Malazgirt Muharebesi Öncesinde Anadolu ve Trakya’nın Etnik Yapısı “1071”
İnsan soyunun coğrafyalara değişik zamanlarda yerleşimleri incelendiğinde ki bu konuda en çarpıcı örnek Türkiye coğrafyasıdır, kıtalar arası bir geçiş noktasıdır ve doğudan batıya doğru uzanan tek yarımadadır, yegane yarımadadır ve insanlık tarihine ilişkin enteresan verileri zihnimizde uyandırmaktadır.
Baştaki haritaya baktığımız zaman, dip notunda Türkiye coğrafyasının önce Helenleştiği ardından Romalaştığı en sonunda da Türkleştiğine değinilmektedir. Haritada da birtakım kümelenmeler gözükmektedir, sekizi aşkın kavimlerin Türkiye coğrafyasının kuzeyinde, güneyinde, doğusu ve batısındaki yerleşimleri ve yoğunlaşmaları gösterilmektedir.
Burada şahsen ilgimi çeken bu sekiz kavim arasında Native kelimesi ile ifade edilen yerli halklar ibaresidir. Türkiye coğrafyasında bahsedilen Helenleşme, Romalaşma, Türkleşme dönüşümleri gerçekleştiğinde en temelde yer alan coğrafyanın yerli halklarıydı. Zaman boyutuna, kronolojik göstergelere gittiğimiz zaman, Troya Savaşları Çanakkale’de Milat’tan önce 900 tarihinde gerçekleşmişti. 3000 yıla yakın bir zaman diliminden söz ediyoruz.
Daha öncesinde Helenleşme öncesindeki Anadolu halklarına ilişkin bilgilerimiz ne derecededir? Önemli olan tabanda yer alan zemin boyutundaki zaman derinliğine gitmemiz lazımdır. Göbeklitepe 12.000 yıl önce gerçekleşti ise, ilk Helenleşmenin gerçekleştiği Milattan Sonra 900’e kadar geçen 11.000 yıldan bahsediyoruz bu 11.000 yıl içerisinde Anadolu halkları kimlerdi ve nasıl dönüşüm geçirmişlerdi.

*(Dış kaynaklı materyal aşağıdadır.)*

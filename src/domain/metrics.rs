//! Performance analysis of a finished run's trade log.
//!
//! All statistics degrade to `NaN` instead of failing: an empty or single-point
//! series, zero volatility, or a run with no drawdown leave the affected ratio
//! as `NaN`.

use chrono::{DateTime, Utc};

use super::execution::ExecutionLedger;
use super::interval::{BarInterval, TRADING_DAYS_PER_YEAR};
use super::portfolio::Snapshot;

const CALENDAR_DAYS_PER_YEAR: f64 = 365.0;

#[derive(Debug, Clone, PartialEq)]
pub struct AnalyzerConfig {
    /// Return periods per year used to annualise volatility.
    pub periods_per_year: f64,
    pub risk_free_rate: f64,
}

impl Default for AnalyzerConfig {
    fn default() -> Self {
        AnalyzerConfig {
            periods_per_year: TRADING_DAYS_PER_YEAR,
            risk_free_rate: 0.0,
        }
    }
}

impl AnalyzerConfig {
    pub fn for_interval(interval: BarInterval, risk_free_rate: f64) -> Self {
        AnalyzerConfig {
            periods_per_year: interval.periods_per_year(),
            risk_free_rate,
        }
    }
}

#[derive(Debug, Clone, Copy, PartialEq)]
pub struct EquityPoint {
    pub timestamp: DateTime<Utc>,
    pub equity: f64,
}

#[derive(Debug, Clone, Copy, PartialEq)]
pub struct ReturnPoint {
    pub timestamp: DateTime<Utc>,
    pub value: f64,
}

#[derive(Debug, Clone, PartialEq)]
pub struct PerformanceReport {
    pub equity_curve: Vec<EquityPoint>,
    pub period_returns: Vec<ReturnPoint>,
    pub cumulative_returns: Vec<ReturnPoint>,
    pub total_return: f64,
    pub annual_return: f64,
    pub annual_volatility: f64,
    pub sharpe_ratio: f64,
    /// Deepest peak-to-trough decline as a fraction, <= 0.
    pub max_drawdown: f64,
    pub sortino_ratio: f64,
    pub calmar_ratio: f64,
}

impl PerformanceReport {
    pub fn from_ledger(
        ledger: &ExecutionLedger,
        price_index: Option<&[DateTime<Utc>]>,
        config: &AnalyzerConfig,
    ) -> Self {
        Self::from_trade_log(ledger.trade_log(), ledger.initial_cash(), price_index, config)
    }

    pub fn from_trade_log(
        trade_log: &[Snapshot],
        initial_cash: f64,
        price_index: Option<&[DateTime<Utc>]>,
        config: &AnalyzerConfig,
    ) -> Self {
        let equity_curve = build_equity_curve(trade_log, initial_cash, price_index);
        let period_returns = compute_period_returns(&equity_curve);
        let cumulative_returns = compute_cumulative_returns(&period_returns);

        let (total_return, annual_return) = match (equity_curve.first(), equity_curve.last()) {
            (Some(first), Some(last)) => {
                let total = last.equity / first.equity - 1.0;
                let days = (last.timestamp - first.timestamp).num_days().max(1) as f64;
                let annual = (1.0 + total).powf(CALENDAR_DAYS_PER_YEAR / days) - 1.0;
                (total, annual)
            }
            _ => (f64::NAN, f64::NAN),
        };

        let returns: Vec<f64> = period_returns.iter().map(|p| p.value).collect();
        let annualiser = config.periods_per_year.sqrt();
        let annual_volatility = sample_stddev(&returns) * annualiser;
        let excess = annual_return - config.risk_free_rate;
        let sharpe_ratio = ratio_or_nan(excess, annual_volatility);

        let downside: Vec<f64> = returns.iter().map(|&r| r.min(0.0)).collect();
        let downside_volatility = sample_stddev(&downside) * annualiser;
        let sortino_ratio = ratio_or_nan(excess, downside_volatility);

        let max_drawdown = compute_max_drawdown(&equity_curve);
        let calmar_ratio = ratio_or_nan(annual_return, max_drawdown.abs());

        PerformanceReport {
            equity_curve,
            period_returns,
            cumulative_returns,
            total_return,
            annual_return,
            annual_volatility,
            sharpe_ratio,
            max_drawdown,
            sortino_ratio,
            calmar_ratio,
        }
    }

    pub fn final_equity(&self) -> Option<f64> {
        self.equity_curve.last().map(|p| p.equity)
    }
}

/// Snapshot values sorted by time, last snapshot winning on equal timestamps,
/// anchored at `initial_cash` and aligned to `price_index` when given.
fn build_equity_curve(
    trade_log: &[Snapshot],
    initial_cash: f64,
    price_index: Option<&[DateTime<Utc>]>,
) -> Vec<EquityPoint> {
    let mut points: Vec<EquityPoint> = trade_log
        .iter()
        .map(|s| EquityPoint {
            timestamp: s.timestamp,
            equity: s.total_value,
        })
        .collect();
    // Stable sort keeps insertion order among equal timestamps.
    points.sort_by_key(|p| p.timestamp);
    let mut curve: Vec<EquityPoint> = Vec::with_capacity(points.len() + 1);
    for point in points {
        match curve.last_mut() {
            Some(last) if last.timestamp == point.timestamp => *last = point,
            _ => curve.push(point),
        }
    }

    let start = price_index
        .and_then(|index| index.first().copied())
        .or_else(|| curve.first().map(|p| p.timestamp));
    if let Some(start) = start
        && !curve.iter().any(|p| p.timestamp == start)
    {
        let at = curve.partition_point(|p| p.timestamp < start);
        curve.insert(
            at,
            EquityPoint {
                timestamp: start,
                equity: initial_cash,
            },
        );
    }

    match price_index {
        Some(index) => reindex_forward_fill(&curve, index),
        None => curve,
    }
}

/// Exact-match reindex; gaps take the previous reindexed value, leading gaps
/// are dropped.
fn reindex_forward_fill(curve: &[EquityPoint], index: &[DateTime<Utc>]) -> Vec<EquityPoint> {
    let mut out = Vec::with_capacity(index.len());
    let mut carried: Option<f64> = None;
    for &timestamp in index {
        if let Ok(pos) = curve.binary_search_by_key(&timestamp, |p| p.timestamp) {
            carried = Some(curve[pos].equity);
        }
        if let Some(equity) = carried {
            out.push(EquityPoint { timestamp, equity });
        }
    }
    out
}

fn compute_period_returns(curve: &[EquityPoint]) -> Vec<ReturnPoint> {
    curve
        .windows(2)
        .map(|w| ReturnPoint {
            timestamp: w[1].timestamp,
            value: w[1].equity / w[0].equity - 1.0,
        })
        .filter(|r| !r.value.is_nan())
        .collect()
}

fn compute_cumulative_returns(returns: &[ReturnPoint]) -> Vec<ReturnPoint> {
    let mut growth = 1.0_f64;
    returns
        .iter()
        .map(|r| {
            growth *= 1.0 + r.value;
            ReturnPoint {
                timestamp: r.timestamp,
                value: growth - 1.0,
            }
        })
        .collect()
}

fn compute_max_drawdown(curve: &[EquityPoint]) -> f64 {
    let Some(first) = curve.first() else {
        return f64::NAN;
    };
    let mut peak = first.equity;
    let mut max_dd = 0.0_f64;
    for point in curve {
        peak = peak.max(point.equity);
        if peak > 0.0 {
            max_dd = max_dd.min((point.equity - peak) / peak);
        }
    }
    max_dd
}

/// Sample standard deviation (n - 1); `NaN` for fewer than two values.
fn sample_stddev(values: &[f64]) -> f64 {
    if values.len() < 2 {
        return f64::NAN;
    }
    let n = values.len() as f64;
    let mean = values.iter().sum::<f64>() / n;
    let variance = values.iter().map(|v| (v - mean).powi(2)).sum::<f64>() / (n - 1.0);
    variance.sqrt()
}

fn ratio_or_nan(numerator: f64, denominator: f64) -> f64 {
    if denominator == 0.0 || denominator.is_nan() {
        f64::NAN
    } else {
        numerator / denominator
    }
}
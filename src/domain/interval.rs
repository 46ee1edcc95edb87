//! Bar interval parsing and annualisation factors.

use std::fmt;
use std::str::FromStr;

pub const TRADING_DAYS_PER_YEAR: f64 = 252.0;
const TRADING_HOURS_PER_DAY: f64 = 6.5;
const WEEKS_PER_YEAR: f64 = 52.0;

#[derive(Debug, Clone, Copy, PartialEq, Eq, Default)]
pub enum BarInterval {
    Minutes(u32),
    Hours(u32),
    #[default]
    Daily,
    Weekly,
}

impl BarInterval {
    /// Number of bars of this interval in one trading year.
    pub fn periods_per_year(&self) -> f64 {
        match self {
            BarInterval::Minutes(n) => {
                TRADING_DAYS_PER_YEAR * TRADING_HOURS_PER_DAY * 60.0 / *n as f64
            }
            BarInterval::Hours(n) => TRADING_DAYS_PER_YEAR * TRADING_HOURS_PER_DAY / *n as f64,
            BarInterval::Daily => TRADING_DAYS_PER_YEAR,
            BarInterval::Weekly => WEEKS_PER_YEAR,
        }
    }
}

impl fmt::Display for BarInterval {
    fn fmt(&self, f: &mut fmt::Formatter<'_>) -> fmt::Result {
        match self {
            BarInterval::Minutes(n) => write!(f, "{n}m"),
            BarInterval::Hours(n) => write!(f, "{n}h"),
            BarInterval::Daily => write!(f, "1d"),
            BarInterval::Weekly => write!(f, "1wk"),
        }
    }
}

#[derive(Debug, Clone, PartialEq, Eq, thiserror::Error)]
#[error("unknown bar interval '{0}' (expected 1m, 5m, 15m, 30m, 1h, 1d or 1wk)")]
pub struct IntervalParseError(pub String);

impl FromStr for BarInterval {
    type Err = IntervalParseError;

    fn from_str(s: &str) -> Result<Self, Self::Err> {
        match s.trim().to_lowercase().as_str() {
            "1m" => Ok(BarInterval::Minutes(1)),
            "5m" => Ok(BarInterval::Minutes(5)),
            "15m" => Ok(BarInterval::Minutes(15)),
            "30m" => Ok(BarInterval::Minutes(30)),
            "1h" | "60m" => Ok(BarInterval::Hours(1)),
            "1d" | "d" | "daily" => Ok(BarInterval::Daily),
            "1wk" | "1w" | "weekly" => Ok(BarInterval::Weekly),
            _ => Err(IntervalParseError(s.to_string())),
        }
    }
}
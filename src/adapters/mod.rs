//! Adapter implementations for port traits.

pub mod csv_adapter;
pub mod file_config_adapter;
pub mod recording_sink;
pub mod tracing_sink;
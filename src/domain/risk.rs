//! Risk gate: a stateful chain of checks every intent passes before it
//! reaches the ledger.
//!
//! Checks run in a fixed order and stop at the first rejection:
//! daily reset, position limit, drawdown, daily loss, daily trade count, then
//! the registered custom rules in registration order.

use chrono::{FixedOffset, NaiveDate, Offset, Utc};
use std::fmt;

use super::execution::ExecutionLedger;
use super::intent::{Action, TradeIntent};
use super::portfolio::{PriceMap, mark_to_market};
use crate::ports::diagnostic_port::SharedSink;

const COMPONENT: &str = "risk";

/// Limits supplied once at construction. `None` means no limit.
#[derive(Debug, Clone, PartialEq)]
pub struct RiskLimits {
    pub max_position: i64,
    /// Fraction of peak equity, 0..=1.
    pub max_drawdown: f64,
    pub max_daily_loss: Option<f64>,
    pub max_daily_trades: Option<u32>,
}

impl Default for RiskLimits {
    fn default() -> Self {
        RiskLimits {
            max_position: 100,
            max_drawdown: 0.2,
            max_daily_loss: None,
            max_daily_trades: None,
        }
    }
}

#[derive(Debug, Clone, PartialEq, thiserror::Error)]
pub enum RiskRejection {
    #[error("position limit for {symbol}: {current} + {requested} > {limit}")]
    PositionLimit {
        symbol: String,
        current: i64,
        requested: i64,
        limit: i64,
    },

    #[error("drawdown {drawdown:.4} exceeds limit {limit:.4}")]
    Drawdown { drawdown: f64, limit: f64 },

    #[error("daily loss {loss:.2} exceeds limit {limit:.2}")]
    DailyLoss { loss: f64, limit: f64 },

    #[error("daily trade count {count} exceeds limit {limit}")]
    DailyTrades { count: u32, limit: u32 },

    #[error("rule '{rule}' blocked: {reason}")]
    Custom { rule: String, reason: String },
}

#[derive(Debug, Clone, PartialEq)]
pub enum RiskDecision {
    Accepted,
    Rejected(RiskRejection),
}

impl RiskDecision {
    pub fn is_accepted(&self) -> bool {
        matches!(self, RiskDecision::Accepted)
    }
}

/// An externally registered check. `Err(reason)` rejects the intent.
pub trait RiskRule {
    fn name(&self) -> &str;

    fn evaluate(&self, intent: &TradeIntent, ledger: &ExecutionLedger) -> Result<(), String>;
}

/// Adapts a closure into a named [`RiskRule`].
pub struct FnRule<F> {
    name: String,
    check: F,
}

impl<F> FnRule<F>
where
    F: Fn(&TradeIntent, &ExecutionLedger) -> Result<(), String>,
{
    pub fn new(name: impl Into<String>, check: F) -> Self {
        Self {
            name: name.into(),
            check,
        }
    }
}

impl<F> RiskRule for FnRule<F>
where
    F: Fn(&TradeIntent, &ExecutionLedger) -> Result<(), String>,
{
    fn name(&self) -> &str {
        &self.name
    }

    fn evaluate(&self, intent: &TradeIntent, ledger: &ExecutionLedger) -> Result<(), String> {
        (self.check)(intent, ledger)
    }
}

pub struct RiskGate {
    limits: RiskLimits,
    day_offset: FixedOffset,
    current_date: Option<NaiveDate>,
    peak_equity: f64,
    daily_loss: f64,
    daily_trades: u32,
    rules: Vec<Box<dyn RiskRule>>,
    sink: SharedSink,
}

impl fmt::Debug for RiskGate {
    fn fmt(&self, f: &mut fmt::Formatter<'_>) -> fmt::Result {
        f.debug_struct("RiskGate")
            .field("limits", &self.limits)
            .field("day_offset", &self.day_offset)
            .field("current_date", &self.current_date)
            .field("peak_equity", &self.peak_equity)
            .field("daily_loss", &self.daily_loss)
            .field("daily_trades", &self.daily_trades)
            .field("rules", &self.rules.len())
            .finish()
    }
}

impl RiskGate {
    pub fn new(limits: RiskLimits, sink: SharedSink) -> Self {
        sink.info(COMPONENT, &format!("risk gate initialised with {limits:?}"));
        RiskGate {
            limits,
            day_offset: Utc.fix(),
            current_date: None,
            peak_equity: 0.0,
            daily_loss: 0.0,
            daily_trades: 0,
            rules: Vec::new(),
            sink,
        }
    }

    /// Trading days roll over at local midnight for `offset` instead of UTC.
    pub fn with_day_offset(mut self, offset: FixedOffset) -> Self {
        self.day_offset = offset;
        self
    }

    pub fn peak_equity(&self) -> f64 {
        self.peak_equity
    }

    pub fn daily_loss(&self) -> f64 {
        self.daily_loss
    }

    pub fn daily_trades(&self) -> u32 {
        self.daily_trades
    }

    pub fn rule_count(&self) -> usize {
        self.rules.len()
    }

    pub fn register_rule(&mut self, rule: Box<dyn RiskRule>) {
        self.sink
            .debug(COMPONENT, &format!("custom rule registered: {}", rule.name()));
        self.rules.push(rule);
    }

    /// Register a closure rule.
    pub fn register_fn<F>(&mut self, name: impl Into<String>, check: F)
    where
        F: Fn(&TradeIntent, &ExecutionLedger) -> Result<(), String> + 'static,
    {
        self.register_rule(Box::new(FnRule::new(name, check)));
    }

    pub fn check(
        &mut self,
        intent: &TradeIntent,
        prices: &PriceMap,
        ledger: &ExecutionLedger,
    ) -> RiskDecision {
        self.sink.debug(COMPONENT, &format!("validating {intent}"));

        match self.evaluate(intent, prices, ledger) {
            Ok(()) => RiskDecision::Accepted,
            Err(rejection) => {
                self.sink
                    .warn(COMPONENT, &format!("rejected {intent}: {rejection}"));
                RiskDecision::Rejected(rejection)
            }
        }
    }

    fn evaluate(
        &mut self,
        intent: &TradeIntent,
        prices: &PriceMap,
        ledger: &ExecutionLedger,
    ) -> Result<(), RiskRejection> {
        self.roll_day(intent);
        self.check_position(intent, ledger)?;
        self.check_drawdown(prices, ledger)?;
        self.check_daily_loss(intent)?;
        self.check_daily_trades()?;
        self.check_custom_rules(intent, ledger)
    }

    fn roll_day(&mut self, intent: &TradeIntent) {
        let date = intent
            .timestamp()
            .with_timezone(&self.day_offset)
            .date_naive();
        if self.current_date != Some(date) {
            self.current_date = Some(date);
            self.daily_loss = 0.0;
            self.daily_trades = 0;
            self.sink.debug(
                COMPONENT,
                &format!("trading day {date}: daily loss and trade count reset"),
            );
        }
    }

    fn check_position(
        &self,
        intent: &TradeIntent,
        ledger: &ExecutionLedger,
    ) -> Result<(), RiskRejection> {
        if intent.action() != Action::Buy {
            return Ok(());
        }
        let current = ledger.position(intent.symbol());
        if current + intent.quantity() > self.limits.max_position {
            return Err(RiskRejection::PositionLimit {
                symbol: intent.symbol().to_string(),
                current,
                requested: intent.quantity(),
                limit: self.limits.max_position,
            });
        }
        Ok(())
    }

    fn check_drawdown(
        &mut self,
        prices: &PriceMap,
        ledger: &ExecutionLedger,
    ) -> Result<(), RiskRejection> {
        let holdings = ledger.positions();
        let projected = mark_to_market(ledger.cash(), &holdings, prices).total_value;
        self.peak_equity = self.peak_equity.max(projected);

        if self.peak_equity <= 0.0 {
            return Ok(());
        }
        let drawdown = (self.peak_equity - projected) / self.peak_equity;
        if drawdown > self.limits.max_drawdown {
            return Err(RiskRejection::Drawdown {
                drawdown,
                limit: self.limits.max_drawdown,
            });
        }
        Ok(())
    }

    /// Accumulates a notional cash-flow estimate: buys count as outflow.
    fn check_daily_loss(&mut self, intent: &TradeIntent) -> Result<(), RiskRejection> {
        let flow = intent.price() * intent.quantity() as f64;
        self.daily_loss += if intent.action() == Action::Buy {
            -flow
        } else {
            flow
        };

        if let Some(limit) = self.limits.max_daily_loss
            && self.daily_loss.abs() > limit
        {
            return Err(RiskRejection::DailyLoss {
                loss: self.daily_loss.abs(),
                limit,
            });
        }
        Ok(())
    }

    fn check_daily_trades(&mut self) -> Result<(), RiskRejection> {
        self.daily_trades += 1;
        if let Some(limit) = self.limits.max_daily_trades
            && self.daily_trades > limit
        {
            return Err(RiskRejection::DailyTrades {
                count: self.daily_trades,
                limit,
            });
        }
        Ok(())
    }

    fn check_custom_rules(
        &self,
        intent: &TradeIntent,
        ledger: &ExecutionLedger,
    ) -> Result<(), RiskRejection> {
        for rule in &self.rules {
            rule.evaluate(intent, ledger)
                .map_err(|reason| RiskRejection::Custom {
                    rule: rule.name().to_string(),
                    reason,
                })?;
        }
        Ok(())
    }
}
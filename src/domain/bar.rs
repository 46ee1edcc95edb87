//! OHLCV bar representation and an in-memory bar source.

use chrono::{DateTime, Utc};

use crate::domain::error::SimError;
use crate::ports::data_port::BarSource;

#[derive(Debug, Clone, PartialEq)]
pub struct Bar {
    pub symbol: String,
    pub timestamp: DateTime<Utc>,
    pub open: f64,
    pub high: f64,
    pub low: f64,
    pub close: f64,
    pub volume: f64,
}

/// Replays a pre-fetched vector of bars in order.
#[derive(Debug, Clone)]
pub struct VecBarSource {
    symbol: String,
    bars: std::vec::IntoIter<Bar>,
}

impl VecBarSource {
    pub fn new(symbol: impl Into<String>, bars: Vec<Bar>) -> Self {
        Self {
            symbol: symbol.into(),
            bars: bars.into_iter(),
        }
    }

    pub fn remaining(&self) -> usize {
        self.bars.len()
    }
}

impl BarSource for VecBarSource {
    fn symbol(&self) -> &str {
        &self.symbol
    }

    fn next_bar(&mut self) -> Result<Option<Bar>, SimError> {
        Ok(self.bars.next())
    }
}
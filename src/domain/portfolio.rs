//! Account snapshots and mark-to-market valuation.

use chrono::{DateTime, Utc};
use std::collections::{BTreeMap, HashMap};

/// Latest known market price per symbol.
pub type PriceMap = HashMap<String, f64>;

/// Point-in-time account state appended to the trade log.
#[derive(Debug, Clone, PartialEq)]
pub struct Snapshot {
    pub timestamp: DateTime<Utc>,
    pub cash: f64,
    pub positions: BTreeMap<String, i64>,
    pub total_value: f64,
    /// Held symbols that had no market price and were valued at zero.
    pub unpriced: Vec<String>,
}

/// Valuation of `cash` plus signed holdings at `prices`.
#[derive(Debug, Clone, PartialEq)]
pub struct Valuation {
    pub total_value: f64,
    pub unpriced: Vec<String>,
}

/// Value holdings at the supplied prices. A non-zero holding without a price
/// contributes zero and is reported in `unpriced`.
pub fn mark_to_market<'a, I>(cash: f64, holdings: I, prices: &PriceMap) -> Valuation
where
    I: IntoIterator<Item = (&'a String, &'a i64)>,
{
    let mut total_value = cash;
    let mut unpriced = Vec::new();

    for (symbol, &quantity) in holdings {
        if quantity == 0 {
            continue;
        }
        match prices.get(symbol) {
            Some(&price) => total_value += quantity as f64 * price,
            None => unpriced.push(symbol.clone()),
        }
    }

    Valuation {
        total_value,
        unpriced,
    }
}

pub fn single_price(symbol: &str, price: f64) -> PriceMap {
    let mut map = PriceMap::with_capacity(1);
    map.insert(symbol.to_string(), price);
    map
}

#[cfg(test)]
mod tests {
    use super::*;

    fn holdings(items: &[(&str, i64)]) -> BTreeMap<String, i64> {
        items.iter().map(|(s, q)| (s.to_string(), *q)).collect()
    }

    #[test]
    fn cash_only_values_to_cash() {
        let v = mark_to_market(1_000.0, &BTreeMap::new(), &PriceMap::new());
        assert_eq!(v.total_value, 1_000.0);
        assert!(v.unpriced.is_empty());
    }

    #[test]
    fn priced_holdings_add_market_value() {
        let h = holdings(&[("AAPL", 10), ("MSFT", -2)]);
        let mut prices = single_price("AAPL", 100.0);
        prices.insert("MSFT".into(), 50.0);
        let v = mark_to_market(500.0, &h, &prices);
        assert!((v.total_value - (500.0 + 1_000.0 - 100.0)).abs() < 1e-12);
        assert!(v.unpriced.is_empty());
    }

    #[test]
    fn missing_price_is_flagged_and_valued_at_zero() {
        let h = holdings(&[("AAPL", 10), ("MSFT", 3)]);
        let prices = single_price("AAPL", 100.0);
        let v = mark_to_market(0.0, &h, &prices);
        assert!((v.total_value - 1_000.0).abs() < 1e-12);
        assert_eq!(v.unpriced, vec!["MSFT".to_string()]);
    }

    #[test]
    fn flat_holdings_are_not_flagged() {
        let h = holdings(&[("MSFT", 0)]);
        let v = mark_to_market(10.0, &h, &PriceMap::new());
        assert!(v.unpriced.is_empty());
        assert_eq!(v.total_value, 10.0);
    }
}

Türkler’e “siz buradan gidin” diyenler de “siz orta Asya’ya gidin” diyenler de daha sonradan gelenler bu 11.000 yıllık süreç içerisinde Türkiye coğrafyasına gelenler de kuzey, güneydoğu, batı değişik yönlerden bu geçiş coğrafyasına, bu yarımadaya gelmişlerdi.
İşte, örneğini verdiğimiz Helenler. Helenler bugünkü yer aldıkları Yunanistan’a bir yerlerden gelmişlerdi, onlar da bir yerlere gitsinler, o zaman geldikleri yere gitsinler. Bu, sorunlu bir mantık yapısıdır.
Türkçeden önce Helen dili de Türkiye coğrafyasının hakim dili haline gelmişti fakat Helenler, Türklerde olduğu gibi Türkiye coğrafyasının her köşesinde yaşamıyorlardı. Sahil kıyılarındaki kolonilerde, ağırlıklı olarak da denizcilik ve ticaretle uğraşmaktaydılar.
Türkiye halklarını gerçek anlamda kaynaştıran aslında Romalılar idi, çünkü Romalılar, insanları yollar ve iletişim şebekeleri ile birbirlerine bağlamayı esas almışlardı. Türkler, Fatih Sultan Mehmet’ten başlayarak da Romalıları örnek almışlar ve geniş bir coğrafyaya hakim olmuşlardı. Günümüzde ise Roma’yı temsil ettiğini, devam ettirdiğini iddia eden Avrupa Birliği ise bu durumda sadece kağıt üstünde bir birlik manzarası göstermektedir.